Using the material that follows, identify and copy each line with the string "endian".

» SOURCE MATERIAL:
##############################
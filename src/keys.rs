//! secp256k1 key operations: generation, normalization, ECDH.
//!
//! Public keys are accepted compressed (33B, 0x02/0x03), uncompressed
//! (65B, 0x04), or raw legacy (64B, no prefix) and normalized to the
//! canonical uncompressed form. ECDH returns the 32-byte x-coordinate of
//! the shared point, matching classic Node.js `ECDH.computeSecret`.

use k256::elliptic_curve::bigint::{Encoding, NonZero, U384};
use k256::elliptic_curve::ecdh::diffie_hellman;
use k256::elliptic_curve::sec1::ToEncodedPoint;
use k256::{PublicKey, SecretKey};
use rand_core::{OsRng, RngCore};
use zeroize::{Zeroize, Zeroizing};

use crate::error::{EciesError, ErrorKind, Result};
use crate::wire::{
    COMPRESSED_PUBLIC_KEY_LENGTH, PRIVATE_KEY_LENGTH, PUBLIC_KEY_LENGTH, RAW_PUBLIC_KEY_LENGTH,
};

/// secp256k1 group order minus one, widened to 384 bits for the
/// rejection-free private-key reduction.
const ORDER_MINUS_ONE: U384 = U384::from_be_hex(
    "00000000000000000000000000000000\
     FFFFFFFFFFFFFFFFFFFFFFFFFFFFFFFEBAAEDCE6AF48A03BBFD25E8CD0364140",
);

// ---------------------------------------------------------------------------
// Key pair
// ---------------------------------------------------------------------------

/// A secp256k1 key pair. The private scalar zeroizes on drop.
#[derive(Debug)]
pub struct KeyPair {
    secret: SecretKey,
    public: PublicKey,
}

impl KeyPair {
    /// Generate a fresh key pair from the platform CSPRNG.
    pub fn generate() -> Result<Self> {
        Ok(Self::from_secret(generate_private_key()?))
    }

    pub fn from_secret(secret: SecretKey) -> Self {
        let public = secret.public_key();
        Self { secret, public }
    }

    /// Rebuild a key pair from a 32-byte big-endian scalar in [1, n-1].
    pub fn from_private_bytes(bytes: &[u8]) -> Result<Self> {
        if bytes.len() != PRIVATE_KEY_LENGTH {
            return Err(EciesError::new(ErrorKind::SecretComputationFailed)
                .with_detail(format!("private key must be {} bytes", PRIVATE_KEY_LENGTH)));
        }
        let secret = SecretKey::from_slice(bytes)
            .map_err(|_| EciesError::new(ErrorKind::SecretComputationFailed)
                .with_detail("private scalar out of range"))?;
        Ok(Self::from_secret(secret))
    }

    pub fn secret(&self) -> &SecretKey {
        &self.secret
    }

    pub fn public(&self) -> &PublicKey {
        &self.public
    }

    /// The private scalar, big-endian. Zeroized when the caller drops it.
    pub fn private_bytes(&self) -> Zeroizing<[u8; PRIVATE_KEY_LENGTH]> {
        let mut out = Zeroizing::new([0u8; PRIVATE_KEY_LENGTH]);
        out.copy_from_slice(&self.secret.to_bytes());
        out
    }

    pub fn public_compressed(&self) -> [u8; COMPRESSED_PUBLIC_KEY_LENGTH] {
        public_key_to_compressed(&self.public)
    }

    pub fn public_uncompressed(&self) -> [u8; PUBLIC_KEY_LENGTH] {
        public_key_to_uncompressed(&self.public)
    }
}

// ---------------------------------------------------------------------------
// Private-key generation
// ---------------------------------------------------------------------------

/// Draw 48 CSPRNG bytes, reduce the big-endian value mod n-1, add 1.
///
/// The 128-bit oversampling bounds the reduction bias far below 2^-120,
/// and the final +1 shifts the result into [1, n-1] without rejection.
pub fn generate_private_key() -> Result<SecretKey> {
    let mut wide = Zeroizing::new([0u8; 48]);
    OsRng.fill_bytes(wide.as_mut());

    let modulus: NonZero<U384> =
        Option::from(NonZero::new(ORDER_MINUS_ONE)).expect("group order constant is nonzero");
    let value = U384::from_be_slice(wide.as_ref());
    let scalar = value.rem(&modulus).wrapping_add(&U384::ONE);

    let mut bytes = scalar.to_be_bytes();
    let secret = SecretKey::from_slice(&bytes[16..])
        .map_err(|_| EciesError::new(ErrorKind::SecretComputationFailed));
    bytes.zeroize();
    secret
}

// ---------------------------------------------------------------------------
// Public-key normalization
// ---------------------------------------------------------------------------

/// Parse a public key in any accepted form.
pub fn parse_public_key(input: &[u8]) -> Result<PublicKey> {
    if input.is_empty() {
        return Err(ErrorKind::ReceivedNullOrUndefinedPublicKey.into());
    }

    let format_err = || ErrorKind::InvalidPublicKeyFormatOrLength { length: input.len() };

    let mut sec1 = [0u8; PUBLIC_KEY_LENGTH];
    let sec1: &[u8] = match input.len() {
        COMPRESSED_PUBLIC_KEY_LENGTH => {
            if input[0] != 0x02 && input[0] != 0x03 {
                return Err(format_err().into());
            }
            input
        }
        PUBLIC_KEY_LENGTH => {
            if input[0] != 0x04 {
                return Err(format_err().into());
            }
            input
        }
        RAW_PUBLIC_KEY_LENGTH => {
            sec1[0] = 0x04;
            sec1[1..].copy_from_slice(input);
            &sec1
        }
        _ => return Err(format_err().into()),
    };

    // The key body must carry actual coordinates.
    if sec1[1..].iter().all(|&b| b == 0) {
        return Err(format_err().into());
    }

    PublicKey::from_sec1_bytes(sec1).map_err(|_| ErrorKind::InvalidPublicKeyNotOnCurve.into())
}

/// Normalize any accepted public-key form to canonical 65-byte uncompressed.
/// Idempotent: normalizing an already-normalized key is the identity.
pub fn normalize_public_key(input: &[u8]) -> Result<[u8; PUBLIC_KEY_LENGTH]> {
    Ok(public_key_to_uncompressed(&parse_public_key(input)?))
}

pub fn public_key_to_uncompressed(public: &PublicKey) -> [u8; PUBLIC_KEY_LENGTH] {
    let point = public.to_encoded_point(false);
    let mut out = [0u8; PUBLIC_KEY_LENGTH];
    out.copy_from_slice(point.as_bytes());
    out
}

pub fn public_key_to_compressed(public: &PublicKey) -> [u8; COMPRESSED_PUBLIC_KEY_LENGTH] {
    let point = public.to_encoded_point(true);
    let mut out = [0u8; COMPRESSED_PUBLIC_KEY_LENGTH];
    out.copy_from_slice(point.as_bytes());
    out
}

// ---------------------------------------------------------------------------
// ECDH
// ---------------------------------------------------------------------------

/// Compute the shared point and return its 32-byte x-coordinate.
///
/// Infallible for keys that passed construction: a nonzero scalar times a
/// non-identity point of a prime-order group is never the identity.
pub fn ecdh_x(secret: &SecretKey, public: &PublicKey) -> Zeroizing<[u8; 32]> {
    let shared = diffie_hellman(secret.to_nonzero_scalar(), public.as_affine());
    let mut out = Zeroizing::new([0u8; 32]);
    out.copy_from_slice(shared.raw_secret_bytes());
    out
}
##############################
» SOLUTION TO THE PROBLEM:
    /// Rebuild a key pair from a 32-byte big-endian scalar in [1, n-1].
    /// The private scalar, big-endian. Zeroized when the caller drops it.
/// Draw 48 CSPRNG bytes, reduce the big-endian value mod n-1, add 1.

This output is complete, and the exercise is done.